'''

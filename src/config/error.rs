//! Configuration error types for the config module.

use std::path::PathBuf;
use thiserror::Error;

/// Errors that can occur during configuration operations.
#[derive(Debug, Error)]
pub enum ConfigError {
    /// Config file not found at an explicitly requested path
    #[error("Configuration file not found: {0}")]
    NotFound(PathBuf),

    /// Failed to read config file
    #[error("Failed to read configuration file '{path}': {source}")]
    ReadError {
        path: PathBuf,
        #[source]
        source: std::io::Error,
    },

    /// Failed to parse TOML
    #[error("Failed to parse configuration: {0}")]
    ParseError(#[from] toml::de::Error),

    /// Invalid configuration value
    #[error("Invalid configuration value for '{key}': {message}")]
    ValidationError { key: String, message: String },

    /// Environment variable parse error
    #[error("Failed to parse environment variable '{var}': {message}")]
    EnvParseError { var: String, message: String },
}

impl ConfigError {
    /// Create a validation error
    pub fn validation<K: Into<String>, M: Into<String>>(key: K, message: M) -> Self {
        Self::ValidationError {
            key: key.into(),
            message: message.into(),
        }
    }

    /// Create an env parse error
    pub fn env_parse<V: Into<String>, M: Into<String>>(var: V, message: M) -> Self {
        Self::EnvParseError {
            var: var.into(),
            message: message.into(),
        }
    }
}

/// Result type for configuration operations.
pub type ConfigResult<T> = Result<T, ConfigError>;
//! Mock serial devices for testing.
//!
//! A [`MockDevice`] is the test-side control handle for a simulated device:
//! it injects received bytes, inspects what was written, and simulates
//! hang-ups and unplugs. [`MockSerialPort`] is the adapter side handed to the
//! registry, and [`MockPortOpener`] maps paths to devices.
//!
//! Like an OS serial driver, a device can only be opened once at a time; a
//! second open while any handle is alive fails with [`PortError::Busy`].

use super::error::PortError;
use super::traits::{PortConfiguration, PortOpener, SerialPortAdapter};
use parking_lot::{Condvar, Mutex};
use std::collections::{HashMap, VecDeque};
use std::io;
use std::sync::Arc;
use std::time::Duration;

#[derive(Debug, Default)]
struct DeviceState {
    /// Bytes waiting to be read.
    read_queue: VecDeque<u8>,
    /// Every write, in order.
    write_log: Vec<Vec<u8>>,
    /// Adapter handles currently alive.
    open_handles: usize,
    /// Total successful opens.
    open_count: usize,
    /// Baud rate of the most recent open.
    last_baud_rate: Option<u32>,
    /// Reads return EOF once the queue drains.
    hung_up: bool,
    /// Reads fail and opens report the device as missing.
    unplugged: bool,
    /// Writes fail with a broken pipe.
    fail_writes: bool,
    /// Handles refuse to be cloned.
    fail_clone: bool,
}

#[derive(Debug, Default)]
struct DeviceShared {
    state: Mutex<DeviceState>,
    readable: Condvar,
}

/// Test-side handle to a simulated serial device.
#[derive(Debug, Clone)]
pub struct MockDevice {
    name: String,
    shared: Arc<DeviceShared>,
}

impl MockDevice {
    pub fn new(name: impl Into<String>) -> Self {
        Self {
            name: name.into(),
            shared: Arc::new(DeviceShared::default()),
        }
    }

    pub fn name(&self) -> &str {
        &self.name
    }

    /// Make `data` available to readers, as if the device had sent it.
    pub fn emit(&self, data: &[u8]) {
        let mut state = self.shared.state.lock();
        state.read_queue.extend(data);
        self.shared.readable.notify_all();
    }

    /// Close the stream from the device side; readers see EOF.
    pub fn hang_up(&self) {
        self.shared.state.lock().hung_up = true;
        self.shared.readable.notify_all();
    }

    /// Simulate the device disappearing; readers see an I/O error.
    pub fn unplug(&self) {
        self.shared.state.lock().unplugged = true;
        self.shared.readable.notify_all();
    }

    /// Bring an unplugged or hung-up device back.
    pub fn replug(&self) {
        let mut state = self.shared.state.lock();
        state.unplugged = false;
        state.hung_up = false;
    }

    pub fn set_fail_writes(&self, fail: bool) {
        self.shared.state.lock().fail_writes = fail;
    }

    /// Make `try_clone_adapter` fail, as a driver without handle
    /// duplication would.
    pub fn set_fail_clone(&self, fail: bool) {
        self.shared.state.lock().fail_clone = fail;
    }

    /// All writes received so far.
    pub fn written(&self) -> Vec<Vec<u8>> {
        self.shared.state.lock().write_log.clone()
    }

    /// Writes concatenated and decoded as text.
    pub fn written_text(&self) -> String {
        let state = self.shared.state.lock();
        state
            .write_log
            .iter()
            .map(|chunk| String::from_utf8_lossy(chunk).into_owned())
            .collect()
    }

    /// Number of adapter handles currently holding the device open.
    pub fn open_handles(&self) -> usize {
        self.shared.state.lock().open_handles
    }

    /// Number of successful opens over the device's lifetime.
    pub fn open_count(&self) -> usize {
        self.shared.state.lock().open_count
    }

    pub fn last_baud_rate(&self) -> Option<u32> {
        self.shared.state.lock().last_baud_rate
    }

    fn open(&self, config: &PortConfiguration) -> Result<MockSerialPort, PortError> {
        {
            let mut state = self.shared.state.lock();
            if state.unplugged {
                return Err(PortError::not_found(&self.name));
            }
            if state.open_handles > 0 {
                return Err(PortError::busy(&self.name));
            }
            state.open_count += 1;
            state.last_baud_rate = Some(config.baud_rate);
        }
        Ok(MockSerialPort::attach(self.clone(), config.timeout))
    }
}

/// Adapter-side handle to a [`MockDevice`].
pub struct MockSerialPort {
    device: MockDevice,
    timeout: Duration,
}

impl MockSerialPort {
    fn attach(device: MockDevice, timeout: Duration) -> Self {
        device.shared.state.lock().open_handles += 1;
        Self { device, timeout }
    }
}

impl Drop for MockSerialPort {
    fn drop(&mut self) {
        let mut state = self.device.shared.state.lock();
        state.open_handles = state.open_handles.saturating_sub(1);
    }
}

impl SerialPortAdapter for MockSerialPort {
    fn write_bytes(&mut self, data: &[u8]) -> Result<usize, PortError> {
        let mut state = self.device.shared.state.lock();
        if state.unplugged || state.fail_writes {
            return Err(PortError::Io(io::Error::new(
                io::ErrorKind::BrokenPipe,
                "device not writable",
            )));
        }
        state.write_log.push(data.to_vec());
        Ok(data.len())
    }

    fn read_bytes(&mut self, buffer: &mut [u8]) -> Result<usize, PortError> {
        let shared = &self.device.shared;
        let mut state = shared.state.lock();

        if state.read_queue.is_empty() && !state.hung_up && !state.unplugged {
            shared.readable.wait_for(&mut state, self.timeout);
        }

        if state.unplugged {
            return Err(PortError::Io(io::Error::new(
                io::ErrorKind::BrokenPipe,
                "device unplugged",
            )));
        }

        let mut bytes_read = 0;
        for byte in buffer.iter_mut() {
            match state.read_queue.pop_front() {
                Some(b) => {
                    *byte = b;
                    bytes_read += 1;
                }
                None => break,
            }
        }

        if bytes_read > 0 || state.hung_up {
            Ok(bytes_read)
        } else {
            Err(PortError::timeout(self.timeout))
        }
    }

    fn name(&self) -> &str {
        &self.device.name
    }

    fn try_clone_adapter(&self) -> Result<Box<dyn SerialPortAdapter>, PortError> {
        if self.device.shared.state.lock().fail_clone {
            return Err(PortError::Io(io::Error::new(
                io::ErrorKind::Unsupported,
                "handle cannot be cloned",
            )));
        }
        Ok(Box::new(MockSerialPort::attach(
            self.device.clone(),
            self.timeout,
        )))
    }
}

impl std::fmt::Debug for MockSerialPort {
    fn fmt(&self, f: &mut std::fmt::Formatter<'_>) -> std::fmt::Result {
        f.debug_struct("MockSerialPort")
            .field("name", &self.device.name)
            .field("timeout", &self.timeout)
            .finish()
    }
}

/// A [`PortOpener`] backed by registered [`MockDevice`]s.
///
/// Opening a path that was never added fails with [`PortError::NotFound`].
#[derive(Debug, Default)]
pub struct MockPortOpener {
    devices: Mutex<HashMap<String, MockDevice>>,
}

impl MockPortOpener {
    pub fn new() -> Self {
        Self::default()
    }

    /// Register a device at `path` and return its control handle.
    pub fn add_device(&self, path: &str) -> MockDevice {
        self.devices
            .lock()
            .entry(path.to_string())
            .or_insert_with(|| MockDevice::new(path))
            .clone()
    }

    pub fn device(&self, path: &str) -> Option<MockDevice> {
        self.devices.lock().get(path).cloned()
    }
}

impl PortOpener for MockPortOpener {
    fn open(
        &self,
        path: &str,
        config: &PortConfiguration,
    ) -> Result<Box<dyn SerialPortAdapter>, PortError> {
        let device = self
            .device(path)
            .ok_or_else(|| PortError::not_found(path))?;
        Ok(Box::new(device.open(config)?))
    }
}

'''

Your instructions ->
Show every line from the entries that includes the word "Make".

Answer to the problem ->
    /// Make `data` available to readers, as if the device had sent it.
    /// Make `try_clone_adapter` fail, as a driver without handle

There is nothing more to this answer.